(What to produce) Everything from the first line of the material below through the line containing "use crate::cli::report::ReportArgs;" must be retyped exactly, and nothing past it.

(Source data)
//! `shell` command: an interactive editing session on stdin.
//!
//! Each input line is parsed as one editor command. Unlike the one-shot
//! commands, the shell keeps the selection and notice board alive between
//! commands and only writes the slot on `save`.

use std::io::{self, BufRead, IsTerminal, Write};
use std::time::Instant;

use clap::{Args, Parser, Subcommand};
use tracing::debug;

use crate::cli::add::AddArgs;
use crate::cli::common::{resolve_id, CliContext, CliError, CliResult};
use crate::cli::delete::DeleteArgs;
use crate::cli::list::ListArgs;
use crate::cli::report::ReportArgs;
use crate::cli::reposition::MoveArgs;
use crate::cli::rotate::RotateArgs;
use crate::cli::scale::ScaleArgs;
use crate::cli::scene::SceneArgs;
use crate::cli::types::TypesArgs;
use crate::constants::APP_NAME;
use crate::services::Session;

/// Start an interactive session reading commands from stdin
#[derive(Debug, Clone, Args)]
pub struct ShellArgs {}

/// One line of shell input.
#[derive(Debug, Parser)]
#[command(no_binary_name = true, disable_version_flag = true)]
struct ShellLine {
    #[command(subcommand)]
    command: ShellCommand,
}

#[derive(Debug, Subcommand)]
enum ShellCommand {
    /// Add a module at the origin
    Add(AddArgs),
    /// Delete a module
    Delete(DeleteArgs),
    /// Move a module along one axis
    Move(MoveArgs),
    /// Rotate a module about one axis
    Rotate(RotateArgs),
    /// Rescale a module
    Scale(ScaleArgs),
    /// Select a module, or clear the selection when no id is given
    Select(SelectArgs),
    /// List placed modules
    List(ListArgs),
    /// Show mission metrics
    Report(ReportArgs),
    /// Show render nodes
    Scene(SceneArgs),
    /// List module types
    Types(TypesArgs),
    /// Show the current notice, if any
    Notice,
    /// Write the layout to the save slot
    Save,
    /// Replace the layout with the save slot
    Load,
    /// Leave the shell
    #[command(alias = "exit")]
    Quit,
}

/// Select a module
#[derive(Debug, Clone, Args)]
struct SelectArgs {
    /// Module id or unique prefix
    #[arg(value_name = "ID")]
    id: Option<String>,
}

/// What the loop should do after a command.
enum Flow {
    Continue,
    Quit,
}

impl ShellArgs {
    /// Execute the shell command
    pub fn execute(&self, ctx: &CliContext) -> CliResult<()> {
        let mut session = ctx.open_session()?;
        let stdin = io::stdin();
        let interactive = stdin.is_terminal();

        if interactive {
            println!(
                "{APP_NAME} shell on {}. Type 'help' for commands.",
                session.slot().path().display()
            );
        }

        let mut input = stdin.lock();
        let mut line = String::new();
        loop {
            if interactive {
                print!("> ");
                io::stdout()
                    .flush()
                    .map_err(|e| CliError::io(format!("Failed to write prompt: {e}")))?;
            }

            line.clear();
            let read = input
                .read_line(&mut line)
                .map_err(|e| CliError::io(format!("Failed to read input: {e}")))?;
            if read == 0 {
                break;
            }

            session.expire_notice(Instant::now());
            match run_line(&mut session, &line) {
                Ok(Flow::Continue) => {}
                Ok(Flow::Quit) => break,
                Err(err) => eprintln!("Error: {err}"),
            }
        }

        Ok(())
    }
}

/// Parses and runs one input line.
fn run_line(session: &mut Session, line: &str) -> CliResult<Flow> {
    let words: Vec<&str> = line.split_whitespace().collect();
    if words.is_empty() || words[0].starts_with('#') {
        return Ok(Flow::Continue);
    }

    let parsed = match ShellLine::try_parse_from(words.iter().copied()) {
        Ok(parsed) => parsed,
        Err(err) => {
            // help and usage errors are printed by clap itself
            err.print()
                .map_err(|e| CliError::io(format!("Failed to write usage: {e}")))?;
            return Ok(Flow::Continue);
        }
    };
    debug!(command = ?parsed.command, "shell command");

    match parsed.command {
        ShellCommand::Add(args) => args.apply(session)?,
        ShellCommand::Delete(args) => {
            args.apply(session)?;
        }
        ShellCommand::Move(args) => args.apply(session)?,
        ShellCommand::Rotate(args) => args.apply(session)?,
        ShellCommand::Scale(args) => args.apply(session)?,
        ShellCommand::Select(args) => select(session, &args)?,
        ShellCommand::List(args) => args.apply(session)?,
        ShellCommand::Report(args) => args.apply(session)?,
        ShellCommand::Scene(args) => args.apply(session)?,
        ShellCommand::Types(args) => args.execute()?,
        ShellCommand::Notice => match session.notice() {
            Some(message) => println!("{message}"),
            None => println!("No notice."),
        },
        ShellCommand::Save => {
            let record = session.save()?;
            println!(
                "Saved {} module(s) at {}",
                record.modules.len(),
                record.timestamp.to_rfc3339()
            );
        }
        ShellCommand::Load => match session.load()? {
            Some(timestamp) => println!(
                "Loaded {} module(s) saved at {}",
                session.layout().len(),
                timestamp.to_rfc3339()
            ),
            None => println!("Nothing to load."),
        },
        ShellCommand::Quit => return Ok(Flow::Quit),
    }
    Ok(Flow::Continue)
}

fn select(session: &mut Session, args: &SelectArgs) -> CliResult<()> {
    match &args.id {
        Some(id) => {
            let id = resolve_id(session.layout(), id)?;
            session.select(Some(id));
            println!("Selected {id}");
        }
        None => {
            session.select(None);
            println!("Selection cleared.");
        }
    }
    Ok(())
}
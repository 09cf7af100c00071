//! Launch logistics estimate: propellant, mass split, vehicle and windows.

use serde::Serialize;
use std::fmt;

/// Fixed logistics ratios.
pub mod ratios {
    /// Propellant mass per kilogram of dry mass.
    pub const PROPELLANT_RATIO: f64 = 4.0;
    /// Share of dry mass that is structure.
    pub const STRUCTURE_FRACTION: f64 = 0.6;
    /// Share of dry mass that is payload.
    pub const PAYLOAD_FRACTION: f64 = 0.4;
    /// Dry mass above which the heavy-lift vehicle is required (kg).
    pub const HEAVY_LIFT_THRESHOLD_KG: f64 = 50_000.0;
}

/// The two fixed launch window labels.
pub const LAUNCH_WINDOWS: [&str; 2] = [
    "2028-07 (Mars transfer window)",
    "2030-09 (Mars transfer window)",
];

/// Launch vehicle class.
#[derive(Debug, Clone, Copy, PartialEq, Eq, Serialize)]
#[serde(rename_all = "kebab-case")]
pub enum LaunchVehicle {
    /// Standard heavy launcher
    FalconHeavy,
    /// Super-heavy launcher
    SlsBlock2,
}

impl LaunchVehicle {
    /// Picks the vehicle for a dry mass. Strictly above the threshold needs
    /// heavy lift.
    #[must_use]
    pub fn for_mass(total_mass: f64) -> Self {
        if total_mass > ratios::HEAVY_LIFT_THRESHOLD_KG {
            Self::SlsBlock2
        } else {
            Self::FalconHeavy
        }
    }

    /// Display label.
    #[must_use]
    pub const fn label(self) -> &'static str {
        match self {
            Self::FalconHeavy => "Falcon Heavy",
            Self::SlsBlock2 => "SLS Block 2",
        }
    }
}

impl fmt::Display for LaunchVehicle {
    fn fmt(&self, f: &mut fmt::Formatter<'_>) -> fmt::Result {
        f.write_str(self.label())
    }
}

/// Logistics figures derived from the dry (total) mass.
#[derive(Debug, Clone, PartialEq, Serialize)]
pub struct LogisticsEstimate {
    /// Dry mass (kg)
    pub dry_mass: f64,
    /// Propellant needed (kg)
    pub propellant_mass: f64,
    /// Dry plus propellant (kg)
    pub total_delivery_mass: f64,
    /// Structural share of dry mass (kg)
    pub structure_mass: f64,
    /// Payload share of dry mass (kg)
    pub payload_mass: f64,
    /// Selected vehicle
    pub vehicle: LaunchVehicle,
    /// Human-readable vehicle label
    pub vehicle_label: &'static str,
    /// Fixed launch window labels
    pub launch_windows: [&'static str; 2],
}

impl LogisticsEstimate {
    /// Computes the estimate for a dry mass in kilograms.
    #[must_use]
    pub fn for_dry_mass(dry_mass: f64) -> Self {
        let propellant_mass = dry_mass * ratios::PROPELLANT_RATIO;
        let vehicle = LaunchVehicle::for_mass(dry_mass);
        Self {
            dry_mass,
            propellant_mass,
            total_delivery_mass: dry_mass + propellant_mass,
            structure_mass: dry_mass * ratios::STRUCTURE_FRACTION,
            payload_mass: dry_mass * ratios::PAYLOAD_FRACTION,
            vehicle,
            vehicle_label: vehicle.label(),
            launch_windows: LAUNCH_WINDOWS,
        }
    }
}
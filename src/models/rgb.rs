//! Render colors with hex parsing and serialization.

// Allow small types passed by reference for API consistency
#![allow(clippy::trivially_copy_pass_by_ref)]
// Allow intentional type casts for color math
#![allow(clippy::cast_possible_truncation)]
#![allow(clippy::cast_lossless)]

use anyhow::{Context, Result};
use serde::{Deserialize, Serialize};
use std::fmt;
use std::str::FromStr;

/// RGB color value with hex string representation.
///
/// Module types carry one of these as their render color. The display layer
/// receives it as a `#RRGGBB` string, so serialization goes through hex.
#[derive(Debug, Clone, Copy, PartialEq, Eq, Hash, Serialize, Deserialize)]
#[serde(try_from = "String", into = "String")]
pub struct RgbColor {
    /// Red channel (0-255)
    pub r: u8,
    /// Green channel (0-255)
    pub g: u8,
    /// Blue channel (0-255)
    pub b: u8,
}

impl RgbColor {
    /// Creates a new `RgbColor` from individual channel values.
    #[must_use]
    pub const fn new(r: u8, g: u8, b: u8) -> Self {
        Self { r, g, b }
    }

    /// Parses an `RgbColor` from a hex string.
    ///
    /// Supports formats: "#RRGGBB", "RRGGBB", "#rrggbb", "rrggbb"
    ///
    /// # Examples
    ///
    /// ```
    /// use habitat_planner::models::RgbColor;
    ///
    /// let color = RgbColor::from_hex("#4A90D9").unwrap();
    /// assert_eq!(color, RgbColor::new(0x4A, 0x90, 0xD9));
    /// ```
    pub fn from_hex(hex: &str) -> Result<Self> {
        let hex = hex.trim();
        let hex = hex.strip_prefix('#').unwrap_or(hex);

        if hex.len() != 6 || !hex.is_ascii() {
            anyhow::bail!("Invalid hex color format '{hex}'. Expected 6 hex digits (RRGGBB)");
        }

        let r = u8::from_str_radix(&hex[0..2], 16)
            .context(format!("Invalid red channel in hex color '{hex}'"))?;
        let g = u8::from_str_radix(&hex[2..4], 16)
            .context(format!("Invalid green channel in hex color '{hex}'"))?;
        let b = u8::from_str_radix(&hex[4..6], 16)
            .context(format!("Invalid blue channel in hex color '{hex}'"))?;

        Ok(Self::new(r, g, b))
    }

    /// Converts the color to a hex string in the format "#RRGGBB" (uppercase).
    #[must_use]
    pub fn to_hex(&self) -> String {
        format!("#{:02X}{:02X}{:02X}", self.r, self.g, self.b)
    }

    /// Moves every channel toward white by `percent` (0-100).
    ///
    /// Used to highlight the selected module in the scene.
    ///
    /// ```
    /// use habitat_planner::models::RgbColor;
    ///
    /// let color = RgbColor::new(0, 100, 255);
    /// assert_eq!(color.lighten(50), RgbColor::new(128, 178, 255));
    /// ```
    #[must_use]
    pub const fn lighten(&self, percent: u8) -> Self {
        let percent: u16 = if percent > 100 { 100 } else { percent as u16 };
        Self {
            r: lighten_channel(self.r, percent),
            g: lighten_channel(self.g, percent),
            b: lighten_channel(self.b, percent),
        }
    }
}

// Rounds half up.
const fn lighten_channel(channel: u8, percent: u16) -> u8 {
    let gap = 255 - channel as u16;
    (channel as u16 + (gap * percent + 50) / 100) as u8
}

impl fmt::Display for RgbColor {
    fn fmt(&self, f: &mut fmt::Formatter<'_>) -> fmt::Result {
        write!(f, "{}", self.to_hex())
    }
}

impl FromStr for RgbColor {
    type Err = anyhow::Error;

    fn from_str(s: &str) -> Result<Self> {
        Self::from_hex(s)
    }
}

impl TryFrom<String> for RgbColor {
    type Error = anyhow::Error;

    fn try_from(value: String) -> Result<Self> {
        Self::from_hex(&value)
    }
}

impl From<RgbColor> for String {
    fn from(color: RgbColor) -> Self {
        color.to_hex()
    }
}

impl Default for RgbColor {
    /// Default color is white (#FFFFFF).
    fn default() -> Self {
        Self::new(255, 255, 255)
    }
}
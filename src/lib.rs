//! Habitat Planner Library
//!
//! This library provides the core of the habitat module editor: the layout
//! store with collision-checked placement, derived mission metrics, the
//! single-slot save record and the CLI command handlers built on them.

// Module declarations
pub mod cli;
pub mod config;
pub mod constants;
pub mod models;
pub mod services;
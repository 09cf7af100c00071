//! Configuration management CLI commands.

use crate::cli::common::{CliError, CliResult};
use crate::config::Config;
use crate::constants::APP_NAME;
use clap::{Args, Subcommand};
use serde::Serialize;
use std::path::PathBuf;

/// Configuration management commands
#[derive(Args, Debug)]
pub struct ConfigArgs {
    #[command(subcommand)]
    command: ConfigCommand,
}

#[derive(Subcommand, Debug)]
enum ConfigCommand {
    /// Display current configuration
    Show(ConfigShowArgs),
    /// Set configuration values
    Set(ConfigSetArgs),
}

/// Display current configuration
#[derive(Args, Debug)]
pub struct ConfigShowArgs {
    /// Output as JSON
    #[arg(long)]
    json: bool,
}

/// Set configuration values
#[derive(Args, Debug)]
pub struct ConfigSetArgs {
    /// Save slot file
    #[arg(long, value_name = "FILE")]
    save_slot: Option<PathBuf>,

    /// Collision notice display time in milliseconds
    #[arg(long, value_name = "MS")]
    notice_ms: Option<u64>,
}

/// JSON-serializable configuration for output
#[derive(Serialize, Debug)]
struct ConfigOutput {
    config_file: String,
    paths: PathsOutput,
    editor: EditorOutput,
}

#[derive(Serialize, Debug)]
struct PathsOutput {
    save_slot: String,
    save_slot_is_default: bool,
}

#[derive(Serialize, Debug)]
struct EditorOutput {
    notice_duration_ms: u64,
}

impl ConfigArgs {
    /// Execute config subcommand
    pub fn execute(&self) -> CliResult<()> {
        match &self.command {
            ConfigCommand::Show(args) => args.execute(),
            ConfigCommand::Set(args) => args.execute(),
        }
    }
}

impl ConfigShowArgs {
    /// Execute show command
    pub fn execute(&self) -> CliResult<()> {
        let config = Config::load()
            .map_err(|e| CliError::validation(format!("Failed to load configuration: {e:#}")))?;
        let output = build_output(&config)?;

        if self.json {
            let json = serde_json::to_string_pretty(&output).map_err(|e| {
                CliError::io(format!("Failed to serialize configuration to JSON: {e}"))
            })?;
            println!("{json}");
        } else {
            output_human_readable(&output);
        }

        Ok(())
    }
}

impl ConfigSetArgs {
    /// Execute set command
    pub fn execute(&self) -> CliResult<()> {
        // At least one argument must be provided
        if self.save_slot.is_none() && self.notice_ms.is_none() {
            return Err(CliError::validation(
                "At least one configuration option must be specified: --save-slot or --notice-ms",
            ));
        }

        // Load current configuration
        let mut config = Config::load().unwrap_or_default();

        if let Some(path) = &self.save_slot {
            config.paths.save_slot = Some(path.clone());
        }
        if let Some(ms) = self.notice_ms {
            config.editor.notice_duration_ms = ms;
        }

        config
            .validate()
            .map_err(|e| CliError::validation(format!("{e:#}")))?;

        config
            .save()
            .map_err(|e| CliError::io(format!("Failed to save configuration: {e:#}")))?;

        println!("Configuration updated successfully.");

        Ok(())
    }
}

fn build_output(config: &Config) -> CliResult<ConfigOutput> {
    let config_file = Config::config_file_path()
        .map_err(|e| CliError::io(format!("Failed to resolve config file: {e:#}")))?;
    let save_slot = config
        .save_slot_path()
        .map_err(|e| CliError::io(format!("Failed to resolve save slot: {e:#}")))?;

    Ok(ConfigOutput {
        config_file: config_file.to_string_lossy().to_string(),
        paths: PathsOutput {
            save_slot: save_slot.to_string_lossy().to_string(),
            save_slot_is_default: config.paths.save_slot.is_none(),
        },
        editor: EditorOutput {
            notice_duration_ms: config.editor.notice_duration_ms,
        },
    })
}

/// Output configuration in human-readable format
fn output_human_readable(output: &ConfigOutput) {
    let title = format!("{APP_NAME} Configuration");
    println!("{title}");
    println!("{}", "=".repeat(title.len()));
    println!();
    println!("Config file: {}", output.config_file);
    println!();

    println!("Paths:");
    if output.paths.save_slot_is_default {
        println!("  Save Slot: {} (default)", output.paths.save_slot);
    } else {
        println!("  Save Slot: {}", output.paths.save_slot);
    }
    println!();

    println!("Editor:");
    println!(
        "  Notice Duration: {} ms",
        output.editor.notice_duration_ms
    );
    println!();
}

(Answer to the problem)
//! `shell` command: an interactive editing session on stdin.
//!
//! Each input line is parsed as one editor command. Unlike the one-shot
//! commands, the shell keeps the selection and notice board alive between
//! commands and only writes the slot on `save`.

use std::io::{self, BufRead, IsTerminal, Write};
use std::time::Instant;

use clap::{Args, Parser, Subcommand};
use tracing::debug;

use crate::cli::add::AddArgs;
use crate::cli::common::{resolve_id, CliContext, CliError, CliResult};
use crate::cli::delete::DeleteArgs;
use crate::cli::list::ListArgs;
use crate::cli::report::ReportArgs;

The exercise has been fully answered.